//! Endpoint profiles
//!
//! An [`EndpointProfile`] is everything the engine knows about one family of
//! chat endpoints: where it lives, which elements matter, how to log in,
//! how to start over and how to tell when an answer is finished. Profiles
//! are plain data. A [`Catalog`] maps a kind name to its profile and ships
//! with built-in profiles that config files can extend or override.

use crate::reader::StabilizationParams;
use sdk::{Cookie, Selector};
use serde::{Deserialize, Serialize};
use std::collections::BTreeMap;

/// How a session decides that the endpoint has finished answering
#[derive(Debug, Clone, Copy, Default, Serialize, Deserialize, PartialEq, Eq)]
#[serde(rename_all = "snake_case")]
pub enum CompletionMode {
    /// Poll the last response until it stops changing
    #[default]
    PollTextStable,

    /// Wait for the busy affordance to disappear, then read once
    WaitAffordanceGone,
}

/// Which credential a [`LoginStep::Fill`] types
#[derive(Debug, Clone, Copy, Serialize, Deserialize, PartialEq, Eq)]
#[serde(rename_all = "snake_case")]
pub enum Credential {
    Username,
    Password,
}

/// One step of a declarative login flow
#[derive(Debug, Clone, Serialize, Deserialize, PartialEq, Eq)]
#[serde(tag = "action", rename_all = "snake_case")]
pub enum LoginStep {
    /// Wait for the element, then click it
    Click { target: Selector },

    /// Click the element only if it is already on the page
    ClickIfPresent { target: Selector },

    /// Wait for the element and type a credential into it
    Fill {
        target: Selector,
        value: Credential,
        /// Press enter after typing
        #[serde(default)]
        submit: bool,
    },
}

/// Elements whose presence after login signals a specific failure
#[derive(Debug, Clone, Default, Serialize, Deserialize, PartialEq, Eq)]
pub struct AuthProbes {
    #[serde(default)]
    pub bad_username: Option<Selector>,
    #[serde(default)]
    pub bad_password: Option<Selector>,
    #[serde(default)]
    pub blocked: Option<Selector>,
}

/// How a session returns to an empty conversation
#[derive(Debug, Clone, Default, Serialize, Deserialize, PartialEq, Eq)]
#[serde(tag = "strategy", rename_all = "snake_case")]
pub enum ResetStrategy {
    /// Load the profile URL again
    #[default]
    Navigate,

    /// Click a "new chat" control, then an optional confirmation
    Click {
        new_chat: Selector,
        #[serde(default)]
        confirm: Option<Selector>,
    },

    /// The endpoint offers no way to start over
    Unsupported,
}

/// Behavior flags derived from a profile
#[derive(Debug, Clone, Copy, Serialize, PartialEq, Eq)]
pub struct Capabilities {
    pub supports_regenerate: bool,
    pub supports_reset: bool,
    pub completion: CompletionMode,
}

/// Data-driven description of one endpoint kind
#[derive(Debug, Clone, Serialize, Deserialize, PartialEq, Eq)]
pub struct EndpointProfile {
    /// Display name, also the default session tag and credential variable prefix
    pub name: String,

    pub url: String,

    /// Input the prompt is typed into
    pub prompt_area: Selector,

    /// Clicked to submit. When absent the prompt area itself is submitted.
    #[serde(default)]
    pub send_button: Option<Selector>,

    /// Matches every response bubble. The last match is the current answer.
    pub response: Selector,

    /// Present while the endpoint is generating
    #[serde(default)]
    pub busy: Option<Selector>,

    /// Anti-automation challenge clicked during verification
    #[serde(default)]
    pub challenge: Option<Selector>,

    /// Popups clicked away after loading, if present
    #[serde(default)]
    pub dismiss: Vec<Selector>,

    /// Cookies set after the first load, followed by a reload
    #[serde(default)]
    pub cookies: Vec<Cookie>,

    #[serde(default)]
    pub login: Vec<LoginStep>,

    #[serde(default)]
    pub auth_errors: AuthProbes,

    #[serde(default)]
    pub reset: ResetStrategy,

    /// Clicked in order to request a new answer. Empty means unsupported.
    #[serde(default)]
    pub regenerate: Vec<Selector>,

    #[serde(default)]
    pub completion: CompletionMode,

    /// Type multi-line prompts one line at a time with soft line breaks
    #[serde(default)]
    pub line_submission: bool,

    #[serde(default)]
    pub stabilization: StabilizationParams,
}

impl EndpointProfile {
    pub fn capabilities(&self) -> Capabilities {
        Capabilities {
            supports_regenerate: !self.regenerate.is_empty(),
            supports_reset: !matches!(self.reset, ResetStrategy::Unsupported),
            completion: self.completion,
        }
    }

    /// Default environment variable holding the username
    pub fn uname_var(&self) -> String {
        format!("{}_UNAME", self.name)
    }

    /// Default environment variable holding the password
    pub fn pwd_var(&self) -> String {
        format!("{}_PWD", self.name)
    }

    pub fn requires_login(&self) -> bool {
        !self.login.is_empty()
    }

    /// Check internal consistency
    pub fn validate(&self) -> Result<(), String> {
        if self.name.trim().is_empty() {
            return Err("profile name must not be empty".to_string());
        }
        if !self.url.starts_with("http://") && !self.url.starts_with("https://") {
            return Err(format!("{}: url must be http(s), got '{}'", self.name, self.url));
        }
        if self.completion == CompletionMode::WaitAffordanceGone && self.busy.is_none() {
            return Err(format!(
                "{}: wait_affordance_gone completion needs a busy selector",
                self.name
            ));
        }
        self.stabilization
            .validate()
            .map_err(|e| format!("{}: {}", self.name, e))?;
        Ok(())
    }
}

/// Profiles keyed by lowercase kind name
#[derive(Debug, Clone, Default)]
pub struct Catalog {
    profiles: BTreeMap<String, EndpointProfile>,
}

impl Catalog {
    /// Empty catalog
    pub fn new() -> Self {
        Self::default()
    }

    /// Catalog preloaded with the built-in endpoint profiles
    pub fn builtin() -> Self {
        let mut catalog = Self::new();
        for profile in [
            chatgpt(),
            claude(),
            copilot(),
            gemini(),
            huggingchat(),
            lechat(),
            pi(),
        ] {
            catalog.insert(profile.name.clone(), profile);
        }
        catalog
    }

    /// Add or replace a profile
    pub fn insert(&mut self, kind: impl AsRef<str>, profile: EndpointProfile) {
        self.profiles.insert(kind.as_ref().to_lowercase(), profile);
    }

    /// Look a kind up, ignoring case
    pub fn get(&self, kind: &str) -> Option<&EndpointProfile> {
        self.profiles.get(&kind.to_lowercase())
    }

    pub fn contains(&self, kind: &str) -> bool {
        self.get(kind).is_some()
    }

    pub fn kinds(&self) -> impl Iterator<Item = &str> {
        self.profiles.keys().map(String::as_str)
    }

    pub fn iter(&self) -> impl Iterator<Item = (&str, &EndpointProfile)> {
        self.profiles.iter().map(|(k, v)| (k.as_str(), v))
    }

    pub fn len(&self) -> usize {
        self.profiles.len()
    }

    pub fn is_empty(&self) -> bool {
        self.profiles.is_empty()
    }
}

// Built-in profiles

fn base(name: &str, url: &str, prompt_area: Selector, response: Selector) -> EndpointProfile {
    EndpointProfile {
        name: name.to_string(),
        url: url.to_string(),
        prompt_area,
        send_button: None,
        response,
        busy: None,
        challenge: None,
        dismiss: Vec::new(),
        cookies: Vec::new(),
        login: Vec::new(),
        auth_errors: AuthProbes::default(),
        reset: ResetStrategy::Navigate,
        regenerate: Vec::new(),
        completion: CompletionMode::PollTextStable,
        line_submission: false,
        stabilization: StabilizationParams::default(),
    }
}

fn chatgpt() -> EndpointProfile {
    let login_button = Selector::xpath("//button[@data-testid='login-button']");
    let continue_button = Selector::xpath("//button[text()='Continue']");
    EndpointProfile {
        busy: Some(Selector::xpath("//button[contains(@data-testid, 'stop-button')]")),
        challenge: Some(Selector::id("challenge-stage")),
        login: vec![
            LoginStep::Click {
                target: login_button,
            },
            LoginStep::Fill {
                target: Selector::xpath("//input[contains(@class, 'email-input') or @id='username']"),
                value: Credential::Username,
                submit: false,
            },
            LoginStep::Click {
                target: continue_button.clone(),
            },
            LoginStep::Fill {
                target: Selector::id("password"),
                value: Credential::Password,
                submit: false,
            },
            LoginStep::Click {
                target: continue_button,
            },
            LoginStep::ClickIfPresent {
                target: Selector::xpath("//div[contains(text(), 'Okay, let’s go')]"),
            },
        ],
        regenerate: vec![
            Selector::xpath("//button[div/span[contains(text(), '4o')]]"),
            Selector::xpath("//div[@role='menuitem']"),
        ],
        line_submission: true,
        ..base(
            "ChatGPT",
            "https://chatgpt.com",
            Selector::xpath("//div[@id='prompt-textarea']"),
            Selector::xpath("//div[@data-message-author-role='assistant']"),
        )
    }
}

fn claude() -> EndpointProfile {
    EndpointProfile {
        send_button: Some(Selector::xpath(r#"//button[@aria-label="Send Message"]"#)),
        dismiss: vec![Selector::xpath(r#"//div[text()="Start Chat"]"#)],
        regenerate: vec![Selector::xpath("//button[text()='Retry']")],
        line_submission: true,
        ..base(
            "Claude",
            "https://claude.ai",
            Selector::class("ProseMirror"),
            Selector::xpath(r#"//div[contains(@class, "grid-cols-1")]/div[@class="contents"]"#),
        )
    }
}

fn copilot() -> EndpointProfile {
    EndpointProfile {
        send_button: Some(Selector::xpath("//button[contains(@class, 'rounded-submitButton')]")),
        dismiss: vec![Selector::xpath("//button[@title='Maybe later']")],
        cookies: vec![Cookie::new("BCP", "AD=0&AL=0&SM=0")],
        reset: ResetStrategy::Click {
            new_chat: Selector::xpath("//button[@aria-label='Start new chat']"),
            confirm: None,
        },
        ..base(
            "Copilot",
            "https://copilot.microsoft.com",
            Selector::xpath("//textarea[@id='userInput']"),
            Selector::xpath("//div[@data-content='ai-message']/div"),
        )
    }
}

fn gemini() -> EndpointProfile {
    EndpointProfile {
        busy: Some(Selector::xpath("//rect")),
        dismiss: vec![Selector::xpath("//button[@data-test-id='got-it-button']")],
        reset: ResetStrategy::Click {
            new_chat: Selector::xpath(r#"//expandable-button[contains(@aria-label, "New chat")]"#),
            confirm: Some(Selector::xpath(r#"//button[@data-test-id="confirm-button"]"#)),
        },
        regenerate: vec![
            Selector::xpath("//span[@class='generate-drafts-button']"),
            Selector::class("regenerate-button"),
        ],
        stabilization: StabilizationParams {
            steps: 40,
            ..StabilizationParams::default()
        },
        ..base(
            "Gemini",
            "https://gemini.google.com/app",
            Selector::xpath(r#"//div[@role="textbox"]"#),
            Selector::tag("message-content"),
        )
    }
}

fn huggingchat() -> EndpointProfile {
    EndpointProfile {
        busy: Some(Selector::xpath("//button[contains(text(),'Stop generating')]")),
        login: vec![
            LoginStep::Click {
                target: Selector::xpath("//form[@action='/chat/login']//button"),
            },
            LoginStep::Fill {
                target: Selector::xpath("//input[@name='username']"),
                value: Credential::Username,
                submit: false,
            },
            LoginStep::Fill {
                target: Selector::xpath("//input[@name='password']"),
                value: Credential::Password,
                submit: true,
            },
        ],
        completion: CompletionMode::WaitAffordanceGone,
        line_submission: true,
        ..base(
            "HuggingChat",
            "https://huggingface.co/chat/",
            Selector::xpath("//textarea"),
            Selector::xpath("//div[@role='presentation']"),
        )
    }
}

fn lechat() -> EndpointProfile {
    EndpointProfile {
        busy: Some(Selector::xpath("//button[@aria-label='Stop generation']")),
        login: vec![
            LoginStep::Fill {
                target: Selector::xpath("//div[@data-testid='node/input/identifier']//input"),
                value: Credential::Username,
                submit: false,
            },
            LoginStep::Fill {
                target: Selector::xpath("//div[@data-testid='node/input/password']//input"),
                value: Credential::Password,
                submit: true,
            },
        ],
        regenerate: vec![Selector::xpath("//button[@aria-label='Rewrite']")],
        line_submission: true,
        ..base(
            "LeChat",
            "https://chat.mistral.ai/chat",
            Selector::xpath("//div/textarea"),
            Selector::xpath("//*[contains(@class,'prose')]"),
        )
    }
}

fn pi() -> EndpointProfile {
    EndpointProfile {
        send_button: Some(Selector::xpath("//button[@aria-label='Submit text']")),
        busy: Some(Selector::xpath("//button[@disabled]")),
        reset: ResetStrategy::Unsupported,
        line_submission: true,
        ..base(
            "Pi",
            "https://pi.ai/talk",
            Selector::xpath("//textarea[@role='textbox']"),
            Selector::xpath("//div[@class='flex items-center']"),
        )
    }
}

================================

*What the task requires:*
Only the lines from the beginning of the data above through the line containing "profile and ships" should be repeated, exactly as they appear.

*Problem solution:*
//! Endpoint profiles
//!
//! An [`EndpointProfile`] is everything the engine knows about one family of
//! chat endpoints: where it lives, which elements matter, how to log in,
//! how to start over and how to tell when an answer is finished. Profiles
//! are plain data. A [`Catalog`] maps a kind name to its profile and ships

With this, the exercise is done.